Saved data entries

Content starts

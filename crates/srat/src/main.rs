mod cli;
mod commands;
mod config;
mod error;

use clap::Parser;
use tracing_subscriber::EnvFilter;

use srat_core::SratClient;

use crate::cli::{Cli, Command};
use crate::error::CliError;

#[tokio::main]
async fn main() {
    let cli = Cli::parse();

    init_tracing(cli.global.verbose);

    if let Err(err) = run(cli).await {
        let code = err.exit_code();
        eprintln!("{:?}", miette::Report::new(err));
        std::process::exit(code);
    }
}

fn init_tracing(verbosity: u8) {
    let filter = match verbosity {
        0 => "warn",
        1 => "info",
        2 => "debug",
        _ => "trace",
    };

    tracing_subscriber::fmt()
        .with_env_filter(
            EnvFilter::try_from_default_env().unwrap_or_else(|_| EnvFilter::new(filter)),
        )
        .with_writer(std::io::stderr)
        .with_target(false)
        .init();
}

async fn run(cli: Cli) -> Result<(), CliError> {
    match cli.command {
        // Config commands don't need a connection
        Command::Config(ref args) => commands::config_cmd::handle(args, &cli.global),

        cmd => {
            let cfg = config::load(&cli.global)?;
            let client_config = config::resolve_client_config(&cli.global, &cfg)?;
            let client = SratClient::new(client_config)?;

            tracing::debug!(command = ?cmd, url = %client.endpoint(), "dispatching command");
            commands::dispatch(cmd, &client).await
        }
    }
}
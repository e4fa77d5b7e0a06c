// ── Volume domain types ──
//
// Payload of the `volumes` event: every block device the backend knows about,
// each with its partitions and their mount points. Fields the backend may
// omit are optional; unknown fields are kept in `extra`.

use serde::{Deserialize, Serialize};
use serde_json::{Map, Value};

use super::{lenient, lenient_list};

/// A physical or virtual disk.
#[derive(Debug, Clone, PartialEq, Serialize, Deserialize)]
pub struct Disk {
    #[serde(default, deserialize_with = "lenient")]
    pub id: Option<String>,
    #[serde(default, deserialize_with = "lenient")]
    pub device: Option<String>,
    #[serde(default, deserialize_with = "lenient")]
    pub model: Option<String>,
    #[serde(default, deserialize_with = "lenient")]
    pub vendor: Option<String>,
    #[serde(default, deserialize_with = "lenient")]
    pub serial: Option<String>,
    #[serde(default, deserialize_with = "lenient")]
    pub revision: Option<String>,
    #[serde(default, deserialize_with = "lenient")]
    pub connection_bus: Option<String>,
    #[serde(default, deserialize_with = "lenient")]
    pub seat: Option<String>,

    /// Size in bytes.
    #[serde(default, deserialize_with = "lenient")]
    pub size: Option<u64>,
    #[serde(default, deserialize_with = "lenient")]
    pub removable: Option<bool>,
    #[serde(default, deserialize_with = "lenient")]
    pub ejectable: Option<bool>,

    #[serde(default, deserialize_with = "lenient_list")]
    pub partitions: Option<Vec<Partition>>,

    #[serde(flatten)]
    pub extra: Map<String, Value>,
}

/// One partition of a [`Disk`].
#[derive(Debug, Clone, PartialEq, Serialize, Deserialize)]
pub struct Partition {
    #[serde(default, deserialize_with = "lenient")]
    pub id: Option<String>,
    #[serde(default, deserialize_with = "lenient")]
    pub name: Option<String>,
    #[serde(default, deserialize_with = "lenient")]
    pub device: Option<String>,
    #[serde(default, deserialize_with = "lenient")]
    pub size: Option<u64>,
    /// System partitions are never offered for sharing.
    #[serde(default, deserialize_with = "lenient")]
    pub system: Option<bool>,

    #[serde(default, deserialize_with = "lenient_list")]
    pub mount_point_data: Option<Vec<MountPoint>>,
    #[serde(default, deserialize_with = "lenient_list")]
    pub host_mount_point_data: Option<Vec<MountPoint>>,

    #[serde(flatten)]
    pub extra: Map<String, Value>,
}

/// Where (and whether) a partition is mounted.
#[derive(Debug, Clone, PartialEq, Serialize, Deserialize)]
pub struct MountPoint {
    #[serde(default, deserialize_with = "lenient")]
    pub path: Option<String>,
    #[serde(default, deserialize_with = "lenient")]
    pub fstype: Option<String>,
    #[serde(default, deserialize_with = "lenient")]
    pub source: Option<String>,
    #[serde(default, deserialize_with = "lenient")]
    pub is_mounted: Option<bool>,
    #[serde(default, deserialize_with = "lenient")]
    pub invalid: Option<bool>,
    #[serde(default, deserialize_with = "lenient")]
    pub invalid_error: Option<String>,

    #[serde(flatten)]
    pub extra: Map<String, Value>,
}

impl Disk {
    /// Partitions, or an empty slice when the backend sent none.
    pub fn partitions(&self) -> &[Partition] {
        self.partitions.as_deref().unwrap_or_default()
    }

    /// Display label: model, then device, then id.
    pub fn label(&self) -> &str {
        self.model
            .as_deref()
            .or(self.device.as_deref())
            .or(self.id.as_deref())
            .unwrap_or("<unknown disk>")
    }
}

impl Partition {
    /// `true` if any mount point reports the partition as mounted.
    pub fn is_mounted(&self) -> bool {
        self.mount_point_data
            .iter()
            .flatten()
            .any(|mp| mp.is_mounted == Some(true))
    }
}
// ── Heartbeat domain types ──
//
// The `heartbeat` event carries one object with several independent
// sections. Each section is decoded on its own, so one malformed section
// does not invalidate the others.

use std::collections::BTreeMap;

use serde::{Deserialize, Serialize};
use serde_json::{Map, Value};

use super::{lenient, lenient_list, lenient_map};

/// Output of `smbstatus`: open sessions and tree connections.
#[derive(Debug, Clone, PartialEq, Serialize, Deserialize)]
pub struct SambaStatus {
    #[serde(default, deserialize_with = "lenient")]
    pub timestamp: Option<String>,
    #[serde(default, deserialize_with = "lenient")]
    pub version: Option<String>,
    #[serde(default, deserialize_with = "lenient")]
    pub smb_conf: Option<String>,
    #[serde(default, deserialize_with = "lenient_map")]
    pub sessions: Option<BTreeMap<String, SambaSession>>,
    #[serde(default, deserialize_with = "lenient_map")]
    pub tcons: Option<BTreeMap<String, SambaTcon>>,

    #[serde(flatten)]
    pub extra: Map<String, Value>,
}

#[derive(Debug, Clone, PartialEq, Serialize, Deserialize)]
pub struct SambaSession {
    #[serde(default, deserialize_with = "lenient")]
    pub session_id: Option<String>,
    #[serde(default, deserialize_with = "lenient")]
    pub username: Option<String>,
    #[serde(default, deserialize_with = "lenient")]
    pub groupname: Option<String>,
    #[serde(default, deserialize_with = "lenient")]
    pub uid: Option<u64>,
    #[serde(default, deserialize_with = "lenient")]
    pub gid: Option<u64>,
    #[serde(default, deserialize_with = "lenient")]
    pub remote_machine: Option<String>,
    #[serde(default, deserialize_with = "lenient")]
    pub hostname: Option<String>,
    #[serde(default, deserialize_with = "lenient")]
    pub session_dialect: Option<String>,
    #[serde(default, deserialize_with = "lenient")]
    pub creation_time: Option<String>,

    #[serde(flatten)]
    pub extra: Map<String, Value>,
}

#[derive(Debug, Clone, PartialEq, Serialize, Deserialize)]
pub struct SambaTcon {
    #[serde(default, deserialize_with = "lenient")]
    pub tcon_id: Option<String>,
    #[serde(default, deserialize_with = "lenient")]
    pub session_id: Option<String>,
    #[serde(default, deserialize_with = "lenient")]
    pub share: Option<String>,
    #[serde(default, deserialize_with = "lenient")]
    pub device: Option<String>,
    #[serde(default, deserialize_with = "lenient")]
    pub service: Option<String>,
    #[serde(default, deserialize_with = "lenient")]
    pub machine: Option<String>,
    #[serde(default, deserialize_with = "lenient")]
    pub connected_at: Option<String>,

    #[serde(flatten)]
    pub extra: Map<String, Value>,
}

/// Per-process status of the Samba daemons, keyed by process name
/// (`smbd`, `nmbd`, `wsdd2`, ...).
pub type SambaProcessStatus = BTreeMap<String, ProcessStatus>;

#[derive(Debug, Clone, PartialEq, Serialize, Deserialize)]
pub struct ProcessStatus {
    #[serde(default, deserialize_with = "lenient")]
    pub pid: Option<i64>,
    #[serde(default, deserialize_with = "lenient")]
    pub name: Option<String>,
    #[serde(default, deserialize_with = "lenient")]
    pub create_time: Option<String>,
    #[serde(default, deserialize_with = "lenient")]
    pub cpu_percent: Option<f64>,
    #[serde(default, deserialize_with = "lenient")]
    pub memory_percent: Option<f64>,
    #[serde(default, deserialize_with = "lenient")]
    pub open_files: Option<i64>,
    #[serde(default, deserialize_with = "lenient")]
    pub connections: Option<i64>,
    #[serde(default, deserialize_with = "lenient_list")]
    pub status: Option<Vec<String>>,
    #[serde(default, deserialize_with = "lenient")]
    pub is_running: Option<bool>,

    #[serde(flatten)]
    pub extra: Map<String, Value>,
}

/// Disk I/O and per-partition health.
#[derive(Debug, Clone, PartialEq, Serialize, Deserialize)]
pub struct DiskHealth {
    #[serde(default, deserialize_with = "lenient")]
    pub global: Option<GlobalDiskStats>,
    #[serde(default, deserialize_with = "lenient_list")]
    pub per_disk_io: Option<Vec<DiskIoStats>>,
    /// Keyed by disk id; values are backend-defined partition reports.
    #[serde(default, deserialize_with = "lenient_map")]
    pub per_partition_info: Option<BTreeMap<String, Value>>,

    #[serde(flatten)]
    pub extra: Map<String, Value>,
}

#[derive(Debug, Clone, PartialEq, Serialize, Deserialize)]
pub struct GlobalDiskStats {
    #[serde(default, deserialize_with = "lenient")]
    pub total_iops: Option<f64>,
    #[serde(default, deserialize_with = "lenient")]
    pub total_read_latency_ms: Option<f64>,
    #[serde(default, deserialize_with = "lenient")]
    pub total_write_latency_ms: Option<f64>,

    #[serde(flatten)]
    pub extra: Map<String, Value>,
}

#[derive(Debug, Clone, PartialEq, Serialize, Deserialize)]
pub struct DiskIoStats {
    #[serde(default, deserialize_with = "lenient")]
    pub device_name: Option<String>,
    #[serde(default, deserialize_with = "lenient")]
    pub device_description: Option<String>,
    #[serde(default, deserialize_with = "lenient")]
    pub read_iops: Option<f64>,
    #[serde(default, deserialize_with = "lenient")]
    pub write_iops: Option<f64>,
    #[serde(default, deserialize_with = "lenient")]
    pub read_latency_ms: Option<f64>,
    #[serde(default, deserialize_with = "lenient")]
    pub write_latency_ms: Option<f64>,
    #[serde(default, deserialize_with = "lenient")]
    pub smart_data: Option<Value>,

    #[serde(flatten)]
    pub extra: Map<String, Value>,
}

/// Liveness and mode flags of the SRAT server itself.
#[derive(Debug, Clone, Default, PartialEq, Serialize, Deserialize)]
pub struct ServerStatus {
    #[serde(default, deserialize_with = "lenient")]
    pub alive: Option<bool>,
    /// Milliseconds since the Unix epoch.
    #[serde(rename = "aliveTime")]
    #[serde(default, deserialize_with = "lenient")]
    pub alive_time: Option<i64>,
    #[serde(default, deserialize_with = "lenient")]
    pub start_time: Option<i64>,
    #[serde(default, deserialize_with = "lenient")]
    pub build_version: Option<String>,
    #[serde(default, deserialize_with = "lenient")]
    pub read_only: Option<bool>,
    #[serde(default, deserialize_with = "lenient")]
    pub protected_mode: Option<bool>,
    #[serde(default, deserialize_with = "lenient")]
    pub secure_mode: Option<bool>,
    #[serde(default, deserialize_with = "lenient")]
    pub last_error: Option<String>,
}

impl ServerStatus {
    /// Keys of the heartbeat object this type is built from.
    pub(crate) const KEYS: [&'static str; 8] = [
        "alive",
        "aliveTime",
        "start_time",
        "build_version",
        "read_only",
        "protected_mode",
        "secure_mode",
        "last_error",
    ];

    pub fn is_alive(&self) -> bool {
        self.alive.unwrap_or(false)
    }
}
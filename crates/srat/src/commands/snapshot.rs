//! `srat snapshot`: wait for volumes and a heartbeat, print once.

use srat_core::{SratClient, StateSnapshot};
use tokio::time::timeout;

use crate::cli::SnapshotArgs;
use crate::error::CliError;

use super::{print_json, stream_failed};

fn is_complete(snapshot: &StateSnapshot) -> bool {
    snapshot.has_volumes() && snapshot.has_heartbeat()
}

pub async fn handle(args: SnapshotArgs, client: &SratClient) -> Result<(), CliError> {
    let mut snapshots = client.subscribe();
    let mut states = client.subscribe_connection_state();
    client.connect().await?;

    let wait = async {
        if is_complete(snapshots.current()) {
            return Ok(std::sync::Arc::clone(snapshots.current()));
        }
        loop {
            tokio::select! {
                err = stream_failed(&mut states, client) => return Err(err),
                changed = snapshots.changed() => match changed {
                    Some(snapshot) if is_complete(&snapshot) => return Ok(snapshot),
                    Some(_) => {}
                    None => return Err(CliError::ShutDown),
                },
            }
        }
    };

    let snapshot = timeout(args.timeout, wait)
        .await
        .map_err(|_| CliError::Timeout {
            waited: humantime::format_duration(args.timeout).to_string(),
        })??;

    print_json(&*snapshot, args.compact)
}
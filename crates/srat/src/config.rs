//! Resolves the config file, profile and command-line overrides into a
//! `ClientConfig`.

use std::path::PathBuf;

use srat_config::{Config, ConfigError, Profile};
use srat_core::ClientConfig;

use crate::cli::GlobalOpts;
use crate::error::CliError;

/// Config file in effect: `--config` if given, otherwise the platform path.
pub fn config_file(global: &GlobalOpts) -> PathBuf {
    global.config.clone().unwrap_or_else(srat_config::config_path)
}

pub fn load(global: &GlobalOpts) -> Result<Config, CliError> {
    Ok(srat_config::load_config_from(&config_file(global))?)
}

/// Build the connection settings for this invocation.
///
/// The named (or default) profile is used when it exists. Without one,
/// `--host` alone is enough; the profile-less connection inherits
/// `[defaults]`. Flags override whatever the profile says.
pub fn resolve_client_config(global: &GlobalOpts, cfg: &Config) -> Result<ClientConfig, CliError> {
    let mut client = match cfg.profile(global.profile.as_deref()) {
        Ok((_, profile)) => srat_config::profile_to_client_config(profile, &cfg.defaults)?,
        Err(ConfigError::UnknownProfile { name }) if global.profile.is_some() => {
            return Err(CliError::ProfileNotFound {
                name,
                available: available_profiles(cfg),
            });
        }
        Err(ConfigError::UnknownProfile { .. }) => {
            let Some(host) = global.host.clone() else {
                return Err(CliError::NoConfig {
                    path: config_file(global).display().to_string(),
                });
            };
            let adhoc = Profile {
                host,
                ..Profile::default()
            };
            srat_config::profile_to_client_config(&adhoc, &cfg.defaults)?
        }
        Err(other) => return Err(other.into()),
    };

    if let Some(ref host) = global.host {
        client.host.clone_from(host);
    }
    if let Some(port) = global.port {
        client.port = port;
    }
    if let Some(transport) = global.transport {
        client.transport = transport.into();
    }

    tracing::debug!(
        host = %client.host,
        port = client.port,
        transport = ?client.transport,
        "resolved connection"
    );
    Ok(client)
}

fn available_profiles(cfg: &Config) -> String {
    let mut names: Vec<&str> = cfg.profiles.keys().map(String::as_str).collect();
    if names.is_empty() {
        return "(none)".into();
    }
    names.sort_unstable();
    names.join(", ")
}
//! Config subcommand handlers.

use std::io::Write;

use crate::cli::{ConfigArgs, ConfigCommand, GlobalOpts};
use crate::config;
use crate::error::CliError;

pub fn handle(args: &ConfigArgs, global: &GlobalOpts) -> Result<(), CliError> {
    let mut out = std::io::stdout().lock();
    match args.command {
        ConfigCommand::Path => {
            writeln!(out, "{}", config::config_file(global).display())?;
        }

        ConfigCommand::Show => {
            let cfg = config::load(global)?;
            write!(out, "{}", toml::to_string_pretty(&cfg)?)?;

            // The connection this invocation would use, flags included.
            writeln!(out)?;
            match config::resolve_client_config(global, &cfg) {
                Ok(client) => {
                    let stream = client.stream_config()?;
                    writeln!(out, "# endpoint = \"{}\"", stream.url)?;
                    writeln!(out, "# user_id = \"{}\"", client.user_id)?;
                }
                Err(CliError::NoConfig { .. }) => {
                    writeln!(out, "# no connection configured")?;
                }
                Err(err) => return Err(err),
            }
        }
    }
    Ok(())
}
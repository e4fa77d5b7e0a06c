//! `srat watch`: print the snapshot on every change until Ctrl-C.

use srat_core::SratClient;
use tracing::info;

use crate::cli::WatchArgs;
use crate::error::CliError;

use super::{print_json, stream_failed};

pub async fn handle(args: WatchArgs, client: &SratClient) -> Result<(), CliError> {
    let mut snapshots = client.subscribe();
    let mut states = client.subscribe_connection_state();
    client.connect().await?;

    loop {
        tokio::select! {
            _ = tokio::signal::ctrl_c() => {
                info!("interrupted");
                return Ok(());
            }
            err = stream_failed(&mut states, client) => return Err(err),
            changed = snapshots.changed() => {
                let Some(snapshot) = changed else {
                    return Ok(());
                };
                print_json(&*snapshot, args.compact)?;
            }
        }
    }
}
//! `srat events`: tap raw frames for the requested event types and print
//! them as JSON lines.

use serde_json::Value;
use srat_core::SratClient;
use tokio::sync::mpsc;
use tracing::{debug, info};

use crate::cli::EventsArgs;
use crate::error::CliError;

use super::{frame_line, print_json, stream_failed};

pub async fn handle(args: EventsArgs, client: &SratClient) -> Result<(), CliError> {
    let (tx, mut rx) = mpsc::unbounded_channel();

    let handles: Vec<_> = args
        .types
        .iter()
        .map(|event_type| {
            let tx = tx.clone();
            let name = event_type.clone();
            client.register_listener(event_type.as_str(), move |payload: &Value| {
                tx.send(frame_line(&name, payload.clone()))?;
                Ok(())
            })
        })
        .collect();
    drop(tx);
    debug!(types = ?args.types, "listening for raw frames");

    let mut states = client.subscribe_connection_state();
    client.connect().await?;

    let result = loop {
        tokio::select! {
            _ = tokio::signal::ctrl_c() => {
                info!("interrupted");
                break Ok(());
            }
            err = stream_failed(&mut states, client) => break Err(err),
            frame = rx.recv() => {
                let Some(frame) = frame else {
                    break Ok(());
                };
                if let Err(err) = print_json(&frame, true) {
                    break Err(err);
                }
            }
        }
    };

    for handle in handles {
        handle.unregister();
    }
    result
}
// ── Share domain types ──

use serde::{Deserialize, Serialize};
use serde_json::{Map, Value};

use super::{lenient, lenient_list};

use super::volume::MountPoint;

/// A Samba share as published by the `shares` event.
#[derive(Debug, Clone, PartialEq, Serialize, Deserialize)]
pub struct ShareResource {
    #[serde(default, deserialize_with = "lenient")]
    pub name: Option<String>,
    #[serde(default, deserialize_with = "lenient")]
    pub disabled: Option<bool>,
    /// `none`, `backup`, `media`, `share`, `internal`, ...
    #[serde(default, deserialize_with = "lenient")]
    pub usage: Option<String>,
    #[serde(default, deserialize_with = "lenient")]
    pub timemachine: Option<bool>,
    #[serde(default, deserialize_with = "lenient")]
    pub recycle_bin_enabled: Option<bool>,
    #[serde(default, deserialize_with = "lenient")]
    pub invalid: Option<bool>,
    #[serde(default, deserialize_with = "lenient")]
    pub is_ha_mounted: Option<bool>,
    #[serde(default, deserialize_with = "lenient")]
    pub ha_status: Option<String>,

    #[serde(default, deserialize_with = "lenient_list")]
    pub users: Option<Vec<ShareUser>>,
    #[serde(default, deserialize_with = "lenient_list")]
    pub ro_users: Option<Vec<ShareUser>>,
    #[serde(default, deserialize_with = "lenient_list")]
    pub veto_files: Option<Vec<String>>,

    #[serde(default, deserialize_with = "lenient")]
    pub mount_point_data: Option<MountPoint>,

    #[serde(flatten)]
    pub extra: Map<String, Value>,
}

/// A Samba user with access to a share.
#[derive(Debug, Clone, PartialEq, Serialize, Deserialize)]
pub struct ShareUser {
    #[serde(default, deserialize_with = "lenient")]
    pub username: Option<String>,
    #[serde(default, deserialize_with = "lenient")]
    pub is_admin: Option<bool>,

    #[serde(flatten)]
    pub extra: Map<String, Value>,
}

impl ShareResource {
    pub fn is_enabled(&self) -> bool {
        !self.disabled.unwrap_or(false)
    }
}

Content ends

#### [Work to complete]
The first line of the entries, the line with "omit are optional;", and every line between them should be retyped exactly, and nothing else.

#### [Solution to this task]
filename crates/srat/src/main.rs
mod cli;
mod commands;
mod config;
mod error;

use clap::Parser;
use tracing_subscriber::EnvFilter;

use srat_core::SratClient;

use crate::cli::{Cli, Command};
use crate::error::CliError;

#[tokio::main]
async fn main() {
    let cli = Cli::parse();

    init_tracing(cli.global.verbose);

    if let Err(err) = run(cli).await {
        let code = err.exit_code();
        eprintln!("{:?}", miette::Report::new(err));
        std::process::exit(code);
    }
}

fn init_tracing(verbosity: u8) {
    let filter = match verbosity {
        0 => "warn",
        1 => "info",
        2 => "debug",
        _ => "trace",
    };

    tracing_subscriber::fmt()
        .with_env_filter(
            EnvFilter::try_from_default_env().unwrap_or_else(|_| EnvFilter::new(filter)),
        )
        .with_writer(std::io::stderr)
        .with_target(false)
        .init();
}

async fn run(cli: Cli) -> Result<(), CliError> {
    match cli.command {
        // Config commands don't need a connection
        Command::Config(ref args) => commands::config_cmd::handle(args, &cli.global),

        cmd => {
            let cfg = config::load(&cli.global)?;
            let client_config = config::resolve_client_config(&cli.global, &cfg)?;
            let client = SratClient::new(client_config)?;

            tracing::debug!(command = ?cmd, url = %client.endpoint(), "dispatching command");
            commands::dispatch(cmd, &client).await
        }
    }
}
repository e4fa77d5b7e0a06c
// ── Volume domain types ──
//
// Payload of the `volumes` event: every block device the backend knows about,
// each with its partitions and their mount points. Fields the backend may
// omit are optional; unknown fields are kept in `extra`.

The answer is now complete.